What to produce. List each line of the data that holds the string "Debug", please.

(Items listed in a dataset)
//! Published resolver state for the default network.

use std::net::IpAddr;
use std::sync::Mutex;

use serde::{Deserialize, Serialize};

#[derive(Debug, Clone, Default, PartialEq, Eq, Serialize, Deserialize)]
pub struct DnsOverride {
    pub interface: String,
    pub servers: Vec<IpAddr>,
    pub domains: Option<String>,
}

#[derive(Debug, Default)]
struct DnsInner {
    /// `dns1..dnsN`, in resolver order.
    entries: Vec<IpAddr>,
    interface: Option<String>,
    domains: Option<String>,
    counter: u64,
    overridden: Option<DnsOverride>,
}

/// Result of a publish that changed something and must reach netd.
#[derive(Debug, Clone, PartialEq, Eq)]
pub struct DnsUpdate {
    pub interface: String,
    pub servers: Vec<IpAddr>,
    pub counter: u64,
}

#[derive(Debug, Clone, PartialEq, Eq, Serialize, Deserialize)]
pub struct DnsSnapshot {
    pub interface: Option<String>,
    pub servers: Vec<IpAddr>,
    pub domains: Option<String>,
    pub counter: u64,
    pub overridden: bool,
}

pub struct DnsState {
    default_server: IpAddr,
    inner: Mutex<DnsInner>,
}

impl DnsState {
    pub fn new(default_server: IpAddr) -> Self {
        Self {
            default_server,
            inner: Mutex::new(DnsInner::default()),
        }
    }

    pub fn default_server(&self) -> IpAddr {
        self.default_server
    }

    /// Records `servers` (or the fallback server when empty) as the published
    /// set for `interface`. Returns `None` when nothing changed.
    pub fn publish(
        &self,
        interface: &str,
        servers: &[IpAddr],
        domains: Option<&str>,
    ) -> Option<DnsUpdate> {
        let servers = if servers.is_empty() {
            vec![self.default_server]
        } else {
            servers.to_vec()
        };
        let mut inner = self.inner.lock().unwrap_or_else(|e| e.into_inner());
        let changed = inner.entries != servers
            || inner.interface.as_deref() != Some(interface)
            || inner.domains.as_deref() != domains;
        if !changed {
            return None;
        }
        inner.entries = servers.clone();
        inner.interface = Some(interface.to_string());
        inner.domains = domains.map(str::to_string);
        inner.counter += 1;
        Some(DnsUpdate {
            interface: interface.to_string(),
            servers,
            counter: inner.counter,
        })
    }

    pub fn set_override(&self, overridden: Option<DnsOverride>) {
        let mut inner = self.inner.lock().unwrap_or_else(|e| e.into_inner());
        inner.overridden = overridden;
    }

    pub fn is_overridden(&self) -> bool {
        let inner = self.inner.lock().unwrap_or_else(|e| e.into_inner());
        inner.overridden.is_some()
    }

    /// `("dns1", addr), ("dns2", addr), ...`
    pub fn numbered(&self) -> Vec<(String, IpAddr)> {
        let inner = self.inner.lock().unwrap_or_else(|e| e.into_inner());
        inner
            .entries
            .iter()
            .enumerate()
            .map(|(i, addr)| (format!("dns{}", i + 1), *addr))
            .collect()
    }

    pub fn snapshot(&self) -> DnsSnapshot {
        let inner = self.inner.lock().unwrap_or_else(|e| e.into_inner());
        DnsSnapshot {
            interface: inner.interface.clone(),
            servers: inner.entries.clone(),
            domains: inner.domains.clone(),
            counter: inner.counter,
            overridden: inner.overridden.is_some(),
        }
    }
}

#[cfg(test)]
mod tests {
    use super::*;

    fn ip(s: &str) -> IpAddr {
        s.parse().unwrap()
    }

    #[test]
    fn publish_reports_only_changes() {
        let dns = DnsState::new(ip("8.8.8.8"));
        let first = dns
            .publish("wlan0", &[ip("192.168.1.1"), ip("1.1.1.1")], None)
            .unwrap();
        assert_eq!(first.counter, 1);
        assert!(dns
            .publish("wlan0", &[ip("192.168.1.1"), ip("1.1.1.1")], None)
            .is_none());

        let moved = dns.publish("eth0", &[ip("192.168.1.1"), ip("1.1.1.1")], None);
        assert_eq!(moved.unwrap().counter, 2);
    }

    #[test]
    fn shorter_list_clears_trailing_entries() {
        let dns = DnsState::new(ip("8.8.8.8"));
        dns.publish("wlan0", &[ip("10.0.0.1"), ip("10.0.0.2"), ip("10.0.0.3")], None);
        dns.publish("wlan0", &[ip("10.0.0.9")], None);
        assert_eq!(dns.numbered(), vec![("dns1".to_string(), ip("10.0.0.9"))]);
    }

    #[test]
    fn empty_list_falls_back_to_default_server() {
        let dns = DnsState::new(ip("8.8.8.8"));
        let update = dns.publish("rmnet0", &[], Some("example.net")).unwrap();
        assert_eq!(update.servers, vec![ip("8.8.8.8")]);
        assert_eq!(dns.snapshot().domains.as_deref(), Some("example.net"));
    }
}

Task solution.
#[derive(Debug, Clone, Default, PartialEq, Eq, Serialize, Deserialize)]
#[derive(Debug, Default)]
#[derive(Debug, Clone, PartialEq, Eq)]
#[derive(Debug, Clone, PartialEq, Eq, Serialize, Deserialize)]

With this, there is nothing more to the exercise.